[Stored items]
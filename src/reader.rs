//! Cache-aware stargz reading and prefetch.
//!
//! [`Reader`] wraps a parsed [`Stargz`] with a chunk cache. File reads go
//! chunk by chunk: each TOC-indexed chunk is served from the cache when an
//! entry of exactly the chunk's size is present, and otherwise decoded from
//! the underlying blob and inserted. The chunk is the unit of cache
//! residency even when the caller asked for a few bytes; random access
//! amortizes against that.
//!
//! Prefetch reads the leading prefix of the layer up to a landmark entry,
//! gunzips it, walks the tar and populates the cache with every file chunk
//! the prefix covers. Waiters rendezvous with the prefetcher through a
//! watch flag; a timed-out waiter force-clears the flag, releasing every
//! other waiter.

use std::io::Read;
use std::sync::atomic::{AtomicBool, Ordering};
use std::sync::Arc;
use std::time::Duration;

use flate2::read::MultiGzDecoder;
use tokio::sync::watch;
use tracing::debug;

use crate::blob::BlobReader;
use crate::cache::{chunk_id, ChunkCache};
use crate::error::{Result, StoreError};
use crate::stargz::{Stargz, TocEntry, TocEntryType, TOC_TAR_NAME};

/// File entry whose TOC offset marks the end of the prefetch prefix.
pub const PREFETCH_LANDMARK: &str = ".prefetch.landmark";

/// File entry whose presence disables prefetch for the layer.
pub const NO_PREFETCH_LANDMARK: &str = ".no.prefetch.landmark";

/// Cache-aware reader over one stargz layer.
pub struct Reader {
    stargz: Arc<Stargz>,
    cache: Arc<dyn ChunkCache>,
    prefetch_started: AtomicBool,
    prefetch_flag: watch::Sender<bool>,
}

impl Reader {
    /// Parse the layer behind `reader` and return the reader together with
    /// the root TOC entry.
    pub async fn new(
        reader: Arc<dyn BlobReader>,
        cache: Arc<dyn ChunkCache>,
    ) -> Result<(Self, TocEntry)> {
        let stargz = Arc::new(Stargz::open(reader).await?);
        let root = stargz.root().clone();
        let (prefetch_flag, _) = watch::channel(false);
        Ok((
            Self {
                stargz,
                cache,
                prefetch_started: AtomicBool::new(false),
                prefetch_flag,
            },
            root,
        ))
    }

    /// The parsed layer.
    pub fn stargz(&self) -> &Arc<Stargz> {
        &self.stargz
    }

    /// Open a regular file for positional reads.
    pub fn open_file(&self, name: &str) -> Result<FileReader> {
        let entry = self
            .stargz
            .lookup(name)
            .ok_or_else(|| StoreError::NoSuchEntry(name.to_string()))?;
        if entry.entry_type != TocEntryType::Reg {
            return Err(StoreError::NoSuchEntry(name.to_string()));
        }
        Ok(FileReader {
            name: crate::stargz::clean_entry_name(name),
            digest: entry.digest.clone().unwrap_or_default(),
            size: entry.size,
            stargz: Arc::clone(&self.stargz),
            cache: Arc::clone(&self.cache),
        })
    }

    /// Warm the cache with the layer's leading prefix.
    ///
    /// The prefix length is `prefetch_size`, overridden by the
    /// `.prefetch.landmark` entry's offset when present and clamped to the
    /// layer size otherwise; `.no.prefetch.landmark` disables the whole
    /// pass. At most one prefetch runs per reader; later calls return
    /// immediately.
    pub async fn prefetch_with_reader(
        &self,
        section: &dyn BlobReader,
        prefetch_size: u64,
    ) -> Result<()> {
        if self.prefetch_started.swap(true, Ordering::SeqCst) {
            return Ok(());
        }
        self.prefetch_flag.send_replace(true);
        let result = self.prefetch(section, prefetch_size).await;
        self.prefetch_flag.send_replace(false);
        result
    }

    async fn prefetch(&self, section: &dyn BlobReader, mut prefetch_size: u64) -> Result<()> {
        if self.stargz.lookup(NO_PREFETCH_LANDMARK).is_some() {
            debug!("prefetch disabled by landmark");
            return Ok(());
        }
        if let Some(landmark) = self.stargz.lookup(PREFETCH_LANDMARK) {
            if landmark.offset > section.size() {
                return Err(StoreError::BadLandmark {
                    offset: landmark.offset,
                    size: section.size(),
                });
            }
            prefetch_size = landmark.offset;
        } else if prefetch_size > section.size() {
            prefetch_size = section.size();
        }

        let mut prefix = vec![0u8; prefetch_size as usize];
        let mut filled = 0;
        while filled < prefix.len() {
            let n = section
                .read_at(&mut prefix[filled..], filled as u64)
                .await
                .map_err(|err| StoreError::PrefetchReadFailed(err.to_string()))?;
            if n == 0 {
                break;
            }
            filled += n;
        }
        prefix.truncate(filled);

        let cached = self.cache_tar_gz(&prefix)?;
        debug!(prefix = filled, chunks = cached, "prefetch complete");
        Ok(())
    }

    /// Gunzip a leading slice of the layer, walk its tar entries and insert
    /// every file chunk the slice covers into the cache. Returns the number
    /// of chunks inserted. The slice intentionally truncates mid-archive,
    /// so running out of input is a terminator, not an error.
    pub fn cache_tar_gz(&self, data: &[u8]) -> Result<usize> {
        let mut cached = 0;
        match self.cache_tar_gz_inner(data, &mut cached) {
            // The tar walker reports a truncated archive as UnexpectedEof
            // or as an opaque "failed to read entire block" error.
            Err(StoreError::Io(err))
                if matches!(
                    err.kind(),
                    std::io::ErrorKind::UnexpectedEof | std::io::ErrorKind::Other
                ) =>
            {
                Ok(cached)
            }
            Err(err) => Err(err),
            Ok(()) => Ok(cached),
        }
    }

    fn cache_tar_gz_inner(&self, data: &[u8], cached: &mut usize) -> Result<()> {
        let decoder = MultiGzDecoder::new(data);
        let mut archive = tar::Archive::new(decoder);
        for entry in archive.entries()? {
            let mut entry = entry?;
            let path = entry.path()?.to_string_lossy().into_owned();
            let name = crate::stargz::clean_entry_name(&path);
            if name == PREFETCH_LANDMARK || name == NO_PREFETCH_LANDMARK || name == TOC_TAR_NAME {
                continue;
            }
            let entry_size = entry.header().size()?;
            if entry_size == 0 {
                continue;
            }
            let file_entry = self
                .stargz
                .lookup(&name)
                .ok_or_else(|| StoreError::NoSuchEntry(name.clone()))?;
            let digest = file_entry.digest.clone().unwrap_or_default();

            let mut consumed = 0u64;
            while consumed < entry_size {
                let Some(chunk) = self.stargz.chunk_entry_for_offset(&name, consumed) else {
                    break;
                };
                if consumed != chunk.chunk_offset {
                    return Err(StoreError::InvalidStargz(format!(
                        "chunk of {name:?} starts at {} but stream is at {consumed}",
                        chunk.chunk_offset
                    )));
                }

                let id = chunk_id(&digest, chunk.chunk_offset, chunk.chunk_size);
                let already_cached = self
                    .cache
                    .fetch(&id)
                    .map_or(false, |data| data.len() as u64 == chunk.chunk_size);

                // The tar stream has to be consumed either way to keep
                // later chunks aligned.
                let mut data = vec![0u8; chunk.chunk_size as usize];
                let read = read_full(&mut entry, &mut data)?;
                if read > 0 && read < data.len() {
                    return Err(std::io::Error::new(
                        std::io::ErrorKind::UnexpectedEof,
                        "truncated chunk in prefetch prefix",
                    )
                    .into());
                }
                if !already_cached {
                    self.cache.add(&id, data);
                    *cached += 1;
                }
                consumed += chunk.chunk_size;
            }
        }
        Ok(())
    }

    /// Block until a running prefetch completes.
    ///
    /// Returns immediately when no prefetch is in progress. After `timeout`
    /// the in-progress flag is force-cleared — releasing every other waiter
    /// — and [`StoreError::PrefetchTimeout`] is returned.
    pub async fn wait_for_prefetch_completion(&self, timeout: Duration) -> Result<()> {
        let mut receiver = self.prefetch_flag.subscribe();
        if !*receiver.borrow() {
            return Ok(());
        }
        let result = tokio::time::timeout(timeout, receiver.wait_for(|in_progress| !*in_progress))
            .await
            .is_ok();
        if result {
            Ok(())
        } else {
            self.prefetch_flag.send_replace(false);
            Err(StoreError::PrefetchTimeout { timeout })
        }
    }
}

fn read_full(reader: &mut impl Read, buf: &mut [u8]) -> std::io::Result<usize> {
    let mut filled = 0;
    while filled < buf.len() {
        match reader.read(&mut buf[filled..]) {
            Ok(0) => break,
            Ok(n) => filled += n,
            Err(err) => return Err(err),
        }
    }
    Ok(filled)
}

/// Positional reader over one regular file in the layer.
pub struct FileReader {
    name: String,
    digest: String,
    size: u64,
    stargz: Arc<Stargz>,
    cache: Arc<dyn ChunkCache>,
}

impl FileReader {
    /// Decompressed size of the file.
    pub fn size(&self) -> u64 {
        self.size
    }

    /// Read bytes at `offset` into `buf`, chunk by chunk, preferring the
    /// cache. A short count past end of file is not an error.
    pub async fn read_at(&self, buf: &mut [u8], offset: u64) -> Result<usize> {
        let mut filled = 0;
        while filled < buf.len() {
            let Some(chunk) = self
                .stargz
                .chunk_entry_for_offset(&self.name, offset + filled as u64)
            else {
                break;
            };

            let id = chunk_id(&self.digest, chunk.chunk_offset, chunk.chunk_size);
            let data = match self.cache.fetch(&id) {
                Some(data) if data.len() as u64 == chunk.chunk_size => data,
                _ => {
                    let mut data = vec![0u8; chunk.chunk_size as usize];
                    self.stargz.read_chunk(&chunk, &mut data).await?;
                    self.cache.add(&id, data.clone());
                    data
                }
            };

            let skip = (offset + filled as u64 - chunk.chunk_offset) as usize;
            if skip >= data.len() {
                break;
            }
            let take = (buf.len() - filled).min(data.len() - skip);
            buf[filled..filled + take].copy_from_slice(&data[skip..skip + take]);
            filled += take;
        }
        Ok(filled)
    }
}
//! Error types for the stargz-store library.
//!
//! All fallible operations return a [`Result<T>`], an alias for
//! `Result<T, StoreError>`.
//!
//! # Error Categories
//!
//! - **Resolution**: [`ResolveFailed`], [`RedirectFailed`], [`SizeProbeFailed`]
//! - **Authentication**: [`AuthTimeout`], [`AuthFailed`]
//! - **Fetching**: [`FetchFailed`], [`MalformedRange`], [`SizeMismatch`],
//!   [`UnexpectedMediaType`], [`IncompleteFetch`]
//! - **Liveness**: [`CheckFailed`], [`SizeChanged`]
//! - **Layer access**: [`NoSuchEntry`], [`InvalidStargz`], [`BadLandmark`]
//! - **Prefetch**: [`PrefetchReadFailed`], [`PrefetchTimeout`]
//! - **System**: [`Http`], [`Io`], [`Json`]
//!
//! [`ResolveFailed`]: StoreError::ResolveFailed
//! [`RedirectFailed`]: StoreError::RedirectFailed
//! [`SizeProbeFailed`]: StoreError::SizeProbeFailed
//! [`AuthTimeout`]: StoreError::AuthTimeout
//! [`AuthFailed`]: StoreError::AuthFailed
//! [`FetchFailed`]: StoreError::FetchFailed
//! [`MalformedRange`]: StoreError::MalformedRange
//! [`SizeMismatch`]: StoreError::SizeMismatch
//! [`UnexpectedMediaType`]: StoreError::UnexpectedMediaType
//! [`IncompleteFetch`]: StoreError::IncompleteFetch
//! [`CheckFailed`]: StoreError::CheckFailed
//! [`SizeChanged`]: StoreError::SizeChanged
//! [`NoSuchEntry`]: StoreError::NoSuchEntry
//! [`InvalidStargz`]: StoreError::InvalidStargz
//! [`BadLandmark`]: StoreError::BadLandmark
//! [`PrefetchReadFailed`]: StoreError::PrefetchReadFailed
//! [`PrefetchTimeout`]: StoreError::PrefetchTimeout
//! [`Http`]: StoreError::Http
//! [`Io`]: StoreError::Io
//! [`Json`]: StoreError::Json
//!
//! Per-mirror failures during resolution are accumulated rather than
//! surfaced individually; [`ResolveFailed`] carries the context of every
//! attempted host so the caller can see the whole walk.

use std::time::Duration;

use crate::region::Region;

/// Result type alias for operations that may return a [`StoreError`].
pub type Result<T> = std::result::Result<T, StoreError>;

/// Error types for remote layer access.
#[derive(Debug, thiserror::Error)]
pub enum StoreError {
    /// No configured mirror (nor the origin registry) yielded a usable
    /// fetcher. Carries the per-host failure context in order of attempt.
    #[error("cannot resolve ref {reference:?} ({digest:?}): {}", .attempts.join("; "))]
    ResolveFailed {
        reference: String,
        digest: String,
        attempts: Vec<String>,
    },

    /// The blob endpoint answered neither 2xx nor a redirect with a
    /// `Location` header.
    #[error("failed to access {url:?} with code {status}")]
    RedirectFailed { url: String, status: u16 },

    /// The HEAD size probe failed or returned an unusable `Content-Length`.
    #[error("failed to get size of {url:?}: {reason}")]
    SizeProbeFailed { url: String, reason: String },

    /// Credential or token acquisition exceeded the authentication budget.
    #[error("authentication timeout for {registry:?}")]
    AuthTimeout { registry: String },

    /// The registry rejected the authentication handshake.
    #[error("authentication against {registry:?} failed: {reason}")]
    AuthFailed { registry: String, reason: String },

    /// A ranged GET returned a status other than 200 or 206.
    #[error("unexpected status code {status} on {url:?}")]
    FetchFailed { url: String, status: u16 },

    /// A `Content-Range` header (or multipart framing) could not be parsed.
    #[error("malformed range: {0}")]
    MalformedRange(String),

    /// A 206 response did not carry a multipart media type with a boundary.
    #[error("invalid media type {content_type:?} for {url:?}")]
    UnexpectedMediaType { url: String, content_type: String },

    /// A response body length disagreed with the declared length.
    #[error("broken response body for {url:?}: got {actual} bytes, want {expected}")]
    SizeMismatch {
        url: String,
        expected: u64,
        actual: u64,
    },

    /// A requested region was absent from the multipart response.
    #[error("fetch response did not cover requested region {region}")]
    IncompleteFetch { region: Region },

    /// Refresh observed a blob whose size differs from the one recorded at
    /// resolve time.
    #[error("invalid size of new blob {actual}; want {expected}")]
    SizeChanged { expected: u64, actual: u64 },

    /// The liveness probe answered with an unexpected status.
    #[error("check failed with status code {status} for {url:?}")]
    CheckFailed { url: String, status: u16 },

    /// Reading the prefetch prefix from the layer failed.
    #[error("failed to prefetch layer data: {0}")]
    PrefetchReadFailed(String),

    /// Waiting for prefetch completion exceeded the caller's timeout.
    #[error("prefetch timed out after {timeout:?}")]
    PrefetchTimeout { timeout: Duration },

    /// A prefetch landmark entry points beyond the layer.
    #[error("invalid landmark offset {offset} is larger than layer size {size}")]
    BadLandmark { offset: u64, size: u64 },

    /// The TOC has no entry (or no regular-file entry) under the given name.
    #[error("no such entry: {0:?}")]
    NoSuchEntry(String),

    /// The blob is not a well-formed stargz archive.
    #[error("invalid stargz: {0}")]
    InvalidStargz(String),

    /// An image reference could not be parsed.
    #[error("invalid reference: {0}")]
    InvalidReference(String),

    /// HTTP transport error.
    #[error("HTTP error: {0}")]
    Http(#[from] reqwest::Error),

    /// I/O error during decompression or archive traversal.
    #[error("I/O error: {0}")]
    Io(#[from] std::io::Error),

    /// JSON parsing error (TOC document or token response).
    #[error("JSON parse error: {0}")]
    Json(#[from] serde_json::Error),
}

(Exercise details): Repeat exactly the lines of the data from the first one through the line with "cache when an", both of them included.

(Answer to this exercise):
filename src/reader.rs
//! Cache-aware stargz reading and prefetch.
//!
//! [`Reader`] wraps a parsed [`Stargz`] with a chunk cache. File reads go
//! chunk by chunk: each TOC-indexed chunk is served from the cache when an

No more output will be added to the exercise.